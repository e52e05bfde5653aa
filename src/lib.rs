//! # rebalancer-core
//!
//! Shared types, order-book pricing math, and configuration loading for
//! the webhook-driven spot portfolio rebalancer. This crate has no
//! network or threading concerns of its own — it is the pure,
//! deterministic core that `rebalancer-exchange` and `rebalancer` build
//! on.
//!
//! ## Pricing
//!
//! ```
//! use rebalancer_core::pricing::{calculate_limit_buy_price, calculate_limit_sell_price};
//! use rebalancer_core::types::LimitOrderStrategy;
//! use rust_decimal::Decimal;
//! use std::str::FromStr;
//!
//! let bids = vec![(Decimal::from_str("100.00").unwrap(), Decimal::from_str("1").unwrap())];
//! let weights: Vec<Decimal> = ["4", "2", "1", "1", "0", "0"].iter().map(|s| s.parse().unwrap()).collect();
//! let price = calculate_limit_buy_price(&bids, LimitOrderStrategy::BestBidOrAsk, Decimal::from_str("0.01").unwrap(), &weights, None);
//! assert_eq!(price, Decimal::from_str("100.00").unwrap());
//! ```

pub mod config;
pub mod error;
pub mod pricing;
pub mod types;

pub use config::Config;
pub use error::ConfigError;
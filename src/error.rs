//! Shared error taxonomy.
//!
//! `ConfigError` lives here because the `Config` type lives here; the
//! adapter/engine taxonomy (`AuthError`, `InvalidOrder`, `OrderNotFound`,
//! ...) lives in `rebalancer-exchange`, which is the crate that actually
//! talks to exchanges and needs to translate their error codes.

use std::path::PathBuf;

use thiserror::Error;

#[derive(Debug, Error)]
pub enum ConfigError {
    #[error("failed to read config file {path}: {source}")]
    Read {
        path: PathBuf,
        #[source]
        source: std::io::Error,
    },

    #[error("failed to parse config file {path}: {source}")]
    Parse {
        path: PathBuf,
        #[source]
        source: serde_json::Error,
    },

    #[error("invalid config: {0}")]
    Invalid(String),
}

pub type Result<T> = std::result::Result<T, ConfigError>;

**Work task**
Starting from the records above, copy each line where the string "bids" is found.

**Task response**
//! let bids = vec![(Decimal::from_str("100.00").unwrap(), Decimal::from_str("1").unwrap())];
//! let price = calculate_limit_buy_price(&bids, LimitOrderStrategy::BestBidOrAsk, Decimal::from_str("0.01").unwrap(), &weights, None);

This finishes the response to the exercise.